# MES TROUBLE



## tanglefoot (Apr 11, 2020)

Downright unhappy with my mes30 today. Fired it up to do up some baby backs and can't get the thing to stay on. It will start out ok, but after it gets up to temp it shuts down  it pops the ground fault outlet when the thermostat kicks in again. The outlet is fine. in fact, I plugged the GMG Dan'l Boone in to the same outlet to get the job done and it worked fine. (it's a 20amp dedicated outlet). I'm a meat smoker and not an electrician so i'm not sure where the problem is. I don't think it's the element as the thing fires up just fine to start with. On a side note, I just bought this smoker last year after having a mes30 for about 8-10 years before this one and smoked many, many meals without a glitch. When I brought this one home and unpacked it from the box I noticed how cheaply it was made. (my $0.02) Any ideas out there?


----------



## normanaj (Apr 12, 2020)

I am also not an electrician but I know this much,moisture very often can be the culprit directly or indirectly.

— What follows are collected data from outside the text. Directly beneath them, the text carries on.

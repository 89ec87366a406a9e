//! Strongly-typed identifiers used across the domain.

use core::str::FromStr;
use serde::{Deserialize, Serialize};
use uuid::Uuid;

use crate::error::DomainError;

/// Identifier of a business account (storefront owner).
#[derive(Debug, Copy, Clone, PartialEq, Eq, Hash, Serialize, Deserialize)]
#[serde(transparent)]
pub struct BusinessId(Uuid);

/// Identifier of a listed product.
#[derive(Debug, Copy, Clone, PartialEq, Eq, Hash, Serialize, Deserialize)]
#[serde(transparent)]
pub struct ProductId(Uuid);

/// Identifier of a customer order.
#[derive(Debug, Copy, Clone, PartialEq, Eq, Hash, Serialize, Deserialize)]
#[serde(transparent)]
pub struct OrderId(Uuid);

macro_rules! impl_uuid_newtype {
    ($t:ty, $name:literal) => {
        impl $t {
            /// Create a new identifier.
            ///
            /// Uses UUIDv7 (time-ordered). Prefer passing IDs explicitly in tests
            /// for determinism.
            pub fn new() -> Self {
                Self(Uuid::now_v7())
            }

            pub fn from_uuid(uuid: Uuid) -> Self {
                Self(uuid)
            }

            pub fn as_uuid(&self) -> &Uuid {
                &self.0
            }
        }

        impl Default for $t {
            fn default() -> Self {
                Self::new()
            }
        }

        impl core::fmt::Display for $t {
            fn fmt(&self, f: &mut core::fmt::Formatter<'_>) -> core::fmt::Result {
                core::fmt::Display::fmt(&self.0, f)
            }
        }

        impl From<Uuid> for $t {
            fn from(value: Uuid) -> Self {
                Self(value)
            }
        }

        impl From<$t> for Uuid {
            fn from(value: $t) -> Self {
                value.0
            }
        }

        impl FromStr for $t {
            type Err = DomainError;

            fn from_str(s: &str) -> Result<Self, Self::Err> {
                let uuid = Uuid::from_str(s)
                    .map_err(|e| DomainError::invalid_id(format!("{}: {}", $name, e)))?;
                Ok(Self(uuid))
            }
        }
    };
}

impl_uuid_newtype!(BusinessId, "BusinessId");
impl_uuid_newtype!(ProductId, "ProductId");
impl_uuid_newtype!(OrderId, "OrderId");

 There are several folks on here with intimate knowledge of MES electronics.Pretty sure one or all will chime in shortly.


----------



## fivetricks (Apr 12, 2020)

tallbm


----------



## chopsaw (Apr 12, 2020)

I've had this exact thing happen with my gen 1 mes 30 . It can be caused by moisture , and most times that would be the culprit .
However , another cause can be the resistance of the element itself . Low resistance lets the current flow faster than normal , and makes the GFCI thinks it's leaking to ground , tripping the breaker . That's why it takes a while for it to trip . The ohm reading on mine is 5 or less , should be around 18 .


----------



## Watson (Apr 13, 2020)

Sounds like a short in the heating element once it reaches temp.
If the controller itself is working, and it seems it is, then that's all that's left.  
Others will know more than me, but if that was my unit, I would start looking at the heating element.


----------



## Winterrider (Apr 13, 2020)

Your Daniel Boone is only operating a fan, not a heating element.
Connections to element would be my first check.


----------



## tallbm (Apr 15, 2020)

tanglefoot said:


> Downright unhappy with my mes30 today. Fired it up to do up some baby backs and can't get the thing to stay on. It will start out ok, but after it gets up to temp it shuts down  it pops the ground fault outlet when the thermostat kicks in again. The outlet is fine. in fact, I plugged the GMG Dan'l Boone in to the same outlet to get the job done and it worked fine. (it's a 20amp dedicated outlet). I'm a meat smoker and not an electrician so i'm not sure where the problem is. I don't think it's the element as the thing fires up just fine to start with. On a side note, I just bought this smoker last year after having a mes30 for about 8-10 years before this one and smoked many, many meals without a glitch. When I brought this one home and unpacked it from the box I noticed how cheaply it was made. (my $0.02) Any ideas out there?



Hi there and welcome!

This could be a few things.  The most problematic area of the MES are the cheap electrical connectors that are used.  You should have a panel on the back at the bottom that leads to the heating element.  Check and see if the connectors are corroding away  and if so get some hi-temp stainless steel connectors like the following and replace the rotting ones (exact fit for the mes):

The other area to check is the safety rollout limit switch.  I believe you have a newer model so there should be a panel on the back of the MES midway up somewhere maybe.  Get into that panel and see if the connectors have corroded off the switch OR if that switch has burned up (i've had like 5 switches burn up on me).  If this is the case you can apply the same connectors above as the fix.
If the switch is burned up you can cut the wire from the switch, strip the ends, and wire nut them together to get by.  If you want to replace the switch then get these EXACT ones, don't by anothing but these, its a 5 pack and it is good to have backups:

Thing to know about those switches.  If you wiggle, bend, or move the tabs in any way at the point where they connect to the back of the switch, the switch WILL burn down after some time.  That is also why it is good to have a few on hand hahaha.... i learned this the hard way.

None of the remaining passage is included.